Lawyers for Nushawn Williams, the Jamestown man accused of intentionally spreading the virus that causes AIDS, will be allowed to offer evidence at his civil trial indicating he is not infected with HIV.
State Supreme Court Justice John L. Michalski on Wednesday denied a request by the state Attorney General’s Office for a hearing to try and block a jury from hearing evidence that Williams’ blood, when analyzed under an electron microscope, did not contain the virus.
Michalski’s ruling means that the reliability of the electron microscope at detecting HIV is likely to come under intense questioning from the state’s lawyers during the trial.
Attorney John R. Nuchereno, who is representing Williams, first made the claim that Williams does not have HIV in May, following an electron microscope analysis of his blood conducted by Gregory Hendricks, manager of the Core Electron Microscopy Facility at the University of Massachusetts Medical School.
Assistant Attorney General Joseph Muia Jr. arguedw in court papers this week that the use of an electron microscope for that purpose was “junk science” and “would confuse the deliberative process.”
Muia included affidavits from William A. Samsonoff, former director of the Electron Microscope Core at the Wadsworth Center Laboratories of the state Health Department, and from Dr. Harish Moorjani, an HIV specialist in internal medicine.
Samsonoff said relying on an electron microscope to conclude someone is not HIV positive was “an inappropriate misleading use of a scientific result and is not and would not be accepted in either the scientific medical community or the smaller professional sub-category of electron microscope analysts as a scientifically accepted procedure or test for HIV.”
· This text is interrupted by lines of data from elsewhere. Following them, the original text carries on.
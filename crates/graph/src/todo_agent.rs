//! Smart To-Do assistant: a tool-calling agent over the user's To-Do lists.

use std::{sync::Arc, time::Duration};

use {
    assistant_agents::{ITERATION_LIMIT_ANSWER, LlmProvider, run_agent_loop},
    assistant_common::AssistantError,
    assistant_memory::{ConversationMemory, Module},
    chrono::Local,
    serde_json::json,
    tracing::{debug, warn},
};

use crate::{todo::TodoClient, tools::todo_tools};

pub const WELCOME: &str = r#"📝 **Selamat datang di Smart To-Do Assistant!**

Saya adalah asisten AI dengan akses langsung ke Microsoft To-Do Anda. Saya bisa:

**📋 Melihat & Menganalisis:**
• "Tampilkan semua task saya"
• "Task apa yang deadline hari ini?"
• "Ada berapa task yang belum selesai?"
• "Analisis produktivitas minggu ini"
• "Task mana yang overdue?"

**➕ Membuat Task Baru:**
• "Buatkan task: Review laporan keuangan"
• "Tambah task meeting client besok jam 2"
• "Buat reminder call vendor deadline 5 September"

**✅ Menyelesaikan Task:**
• "Tandai task 'Meeting pagi' selesai"
• "Complete task review document"

**✏️ Update Task:**
• "Ubah deadline task meeting jadi besok"
• "Update deskripsi task review"

**🔍 Cari Task:**
• "Cari task tentang client"
• "Ada task apa yang berisi kata 'report'?"

Tanyakan apa saja - saya akan mengakses data To-Do Anda secara real-time! 🚀"#;

pub const NOT_LOGGED_IN: &str = "❌ **Belum login ke Microsoft To-Do.**\n\nSilakan login terlebih dahulu dengan klik tombol '🔑 Login ke Microsoft'.";

const MAX_ITERATIONS: usize = 10;
const MAX_EXECUTION: Duration = Duration::from_secs(60);
const MEMORY_CONTEXT_TOKENS: usize = 600;

pub fn system_prompt(current_date: &str) -> String {
    format!(
        "You are a Smart Microsoft To-Do Assistant with direct access to Microsoft Graph API.

Current Date: {current_date}
User Timezone: Asia/Jakarta

IMPORTANT INSTRUCTIONS:
1. When user asks about tasks, use get_all_tasks for comprehensive overview
2. Always get list IDs first using get_all_lists before creating/updating tasks
3. For searches, use search_tasks to find tasks by title
4. Be proactive - if user wants to complete a task but didn't provide IDs, search for it first
5. Format dates as YYYY-MM-DD when creating/updating tasks
6. Provide helpful, actionable responses in Indonesian"
    )
}

/// The user turn, prefixed with earlier to-do conversation when there is any.
pub fn agent_input(query: &str, history: &str) -> String {
    if history.is_empty() {
        return query.to_string();
    }
    format!(
        "Previous conversation context:\n{history}\n\nCurrent user query: {query}\n\nConsider the conversation history when responding. User might reference previous discussions."
    )
}

fn error_message(e: &anyhow::Error) -> String {
    let text = e.to_string();
    let lower = text.to_lowercase();
    if AssistantError::is_auth(e) || lower.contains("authentication") || lower.contains("401") {
        format!("❌ **Authentication Error:** {text}\n\nSilakan coba login ulang.")
    } else {
        format!("❌ **Error:** {text}\n\nCoba refresh atau login ulang jika masalah berlanjut.")
    }
}

pub struct TodoAssistant {
    llm: Arc<dyn LlmProvider>,
    todo: Arc<TodoClient>,
    memory: Option<Arc<ConversationMemory>>,
}

impl TodoAssistant {
    pub fn new(llm: Arc<dyn LlmProvider>, todo: Arc<TodoClient>, memory: Option<Arc<ConversationMemory>>) -> Self {
        Self { llm, todo, memory }
    }

    pub fn todo(&self) -> &Arc<TodoClient> {
        &self.todo
    }

    pub async fn query(&self, user_id: &str, query: &str) -> String {
        if query.trim().is_empty() {
            return WELCOME.into();
        }
        if !self.todo.graph().session().is_authenticated(user_id).await {
            return NOT_LOGGED_IN.into();
        }
        match self.run(user_id, query).await {
            Ok(answer) => answer,
            Err(e) => {
                warn!(user_id, error = %e, "to-do query failed");
                error_message(&e)
            },
        }
    }

    async fn run(&self, user_id: &str, query: &str) -> anyhow::Result<String> {
        let history = match &self.memory {
            Some(memory) => {
                memory
                    .conversation_context(user_id, MEMORY_CONTEXT_TOKENS, Module::Todo)
                    .await
            },
            None => String::new(),
        };
        if !history.is_empty() {
            debug!(user_id, "using to-do conversation history");
        }

        let prompt = system_prompt(&Local::now().format("%Y-%m-%d %H:%M:%S").to_string());
        let input = agent_input(query, &history);
        let tools = todo_tools(Arc::clone(&self.todo), user_id);

        let run = run_agent_loop(Arc::clone(&self.llm), &tools, &prompt, &[], &input, MAX_ITERATIONS);
        let (answer, steps) = match tokio::time::timeout(MAX_EXECUTION, run).await {
            Ok(result) => {
                let result = result?;
                (result.text, result.steps.len())
            },
            Err(_) => {
                warn!(user_id, "to-do agent timed out");
                (ITERATION_LIMIT_ANSWER.to_string(), 0)
            },
        };

        if let Some(memory) = &self.memory {
            memory.add_message(user_id, "user", query, None, Module::Todo).await;
            memory
                .add_message(
                    user_id,
                    "assistant",
                    &answer,
                    Some(json!({"type": "todo_agent", "tools_used": steps})),
                    Module::Todo,
                )
                .await;
        }
        Ok(answer)
    }

    /// Suggestions based on the user's open tasks as of today.
    pub async fn suggestions(&self, user_id: &str) -> String {
        self.todo
            .smart_suggestions(user_id, Local::now().date_naive())
            .await
    }

    pub async fn login_status(&self, user_id: &str) -> String {
        self.todo.login_status(user_id).await
    }
}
Moorjani labeled electron microscope analysis “the poorest technique for one to use to identify whether an individual is infected with HIV.”
Several jurors have been selected for the trial to determine whether Williams, 36, has a mental abnormality that makes him predisposed to commit sexual crimes. Jury selection continues today, and opening arguments are expected to begin on Monday.
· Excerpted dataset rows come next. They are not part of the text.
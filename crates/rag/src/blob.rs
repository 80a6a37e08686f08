//! Object storage for the raw documents.

use std::collections::BTreeMap;

use {
    assistant_common::AssistantError,
    async_trait::async_trait,
    chrono::{DateTime, Duration, Utc},
    serde::Serialize,
    tokio::sync::RwLock,
};

#[derive(Debug, Clone, PartialEq, Serialize)]
pub struct BlobItem {
    pub name: String,
    pub size: u64,
    pub content_type: Option<String>,
    pub last_modified: Option<DateTime<Utc>>,
    pub creation_time: Option<DateTime<Utc>>,
}

#[async_trait]
pub trait BlobStore: Send + Sync {
    /// Blobs whose name starts with `prefix` (all blobs for an empty prefix).
    async fn list(&self, prefix: &str) -> anyhow::Result<Vec<BlobItem>>;

    async fn download(&self, name: &str) -> anyhow::Result<Vec<u8>>;

    /// Create or overwrite a blob.
    async fn upload(&self, name: &str, data: Vec<u8>, content_type: &str) -> anyhow::Result<()>;

    async fn exists(&self, name: &str) -> anyhow::Result<bool>;

    /// Returns `false` when the blob did not exist.
    async fn delete(&self, name: &str) -> anyhow::Result<bool>;

    /// Plain (unsigned) URL of a blob.
    fn url(&self, name: &str) -> String;

    /// Time-limited read-only URL.
    fn read_sas_url(&self, name: &str, expiry_minutes: i64) -> Result<String, AssistantError>;
}

struct StoredBlob {
    data: Vec<u8>,
    content_type: String,
    created: DateTime<Utc>,
    modified: DateTime<Utc>,
}

/// Process-local blob container.
pub struct InMemoryBlobStore {
    base_url: String,
    blobs: RwLock<BTreeMap<String, StoredBlob>>,
}

impl InMemoryBlobStore {
    pub fn new(container: &str) -> Self {
        Self {
            base_url: format!("memory://{container}"),
            blobs: RwLock::new(BTreeMap::new()),
        }
    }
}

#[async_trait]
impl BlobStore for InMemoryBlobStore {
    async fn list(&self, prefix: &str) -> anyhow::Result<Vec<BlobItem>> {
        Ok(self
            .blobs
            .read()
            .await
            .iter()
            .filter(|(name, _)| name.starts_with(prefix))
            .map(|(name, blob)| BlobItem {
                name: name.clone(),
                size: blob.data.len() as u64,
                content_type: Some(blob.content_type.clone()),
                last_modified: Some(blob.modified),
                creation_time: Some(blob.created),
            })
            .collect())
    }

    async fn download(&self, name: &str) -> anyhow::Result<Vec<u8>> {
        self.blobs
            .read()
            .await
            .get(name)
            .map(|b| b.data.clone())
            .ok_or_else(|| AssistantError::upstream(404, format!("The specified blob does not exist: {name}")).into())
    }

    async fn upload(&self, name: &str, data: Vec<u8>, content_type: &str) -> anyhow::Result<()> {
        let now = Utc::now();
        let mut guard = self.blobs.write().await;
        let created = guard.get(name).map_or(now, |b| b.created);
        guard.insert(name.to_string(), StoredBlob {
            data,
            content_type: content_type.to_string(),
            created,
            modified: now,
        });
        Ok(())
    }

    async fn exists(&self, name: &str) -> anyhow::Result<bool> {
        Ok(self.blobs.read().await.contains_key(name))
    }

    async fn delete(&self, name: &str) -> anyhow::Result<bool> {
        Ok(self.blobs.write().await.remove(name).is_some())
    }

    fn url(&self, name: &str) -> String {
        format!("{}/{name}", self.base_url)
    }

    fn read_sas_url(&self, name: &str, expiry_minutes: i64) -> Result<String, AssistantError> {
        let expiry = Utc::now() + Duration::minutes(expiry_minutes);
        Ok(format!(
            "{}?se={}&sp=r",
            self.url(name),
            urlencoding::encode(&expiry.format("%Y-%m-%dT%H:%M:%SZ").to_string())
        ))
    }
}

#[cfg(test)]
mod tests {
    use super::*;

    #[tokio::test]
    async fn upload_list_delete() {
        let store = InMemoryBlobStore::new("docs");
        store.upload("sop/a.pdf", b"%PDF-a".to_vec(), "application/pdf").await.unwrap();
        store.upload("hr/b.pdf", b"b".to_vec(), "application/pdf").await.unwrap();

        let sop = store.list("sop/").await.unwrap();
        assert_eq!(sop.len(), 1);
        assert_eq!(sop[0].size, 6);
        assert_eq!(sop[0].content_type.as_deref(), Some("application/pdf"));
        assert_eq!(store.list("").await.unwrap().len(), 2);

        assert_eq!(store.download("sop/a.pdf").await.unwrap(), b"%PDF-a");
        assert!(store.download("missing").await.is_err());

        assert!(store.delete("sop/a.pdf").await.unwrap());
        assert!(!store.delete("sop/a.pdf").await.unwrap());
        assert!(!store.exists("sop/a.pdf").await.unwrap());
        assert_eq!(store.url("hr/b.pdf"), "memory://docs/hr/b.pdf");
        assert!(store.read_sas_url("hr/b.pdf", 5).unwrap().contains("sp=r"));
    }
}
The trial is closed to the public.
Williams pleaded guilty to two counts of second-degree (statutory) rape and one count of reckless endangerment in 1999, after authorities said he infected 12 young Chautauqua County women and a teenage girl, with HIV.
Williams completed his 12-year prison sentence in 2010, but he continues to be held in Wende State Correctional Facility under a state law that permits civil confinement of sex offenders.
The Attorney General’s Office has sought to keep Williams confined, arguing that he is a sexual predator who is likely to infect others with HIV.
Williams, 36, now goes by the name Shyteek Johnson.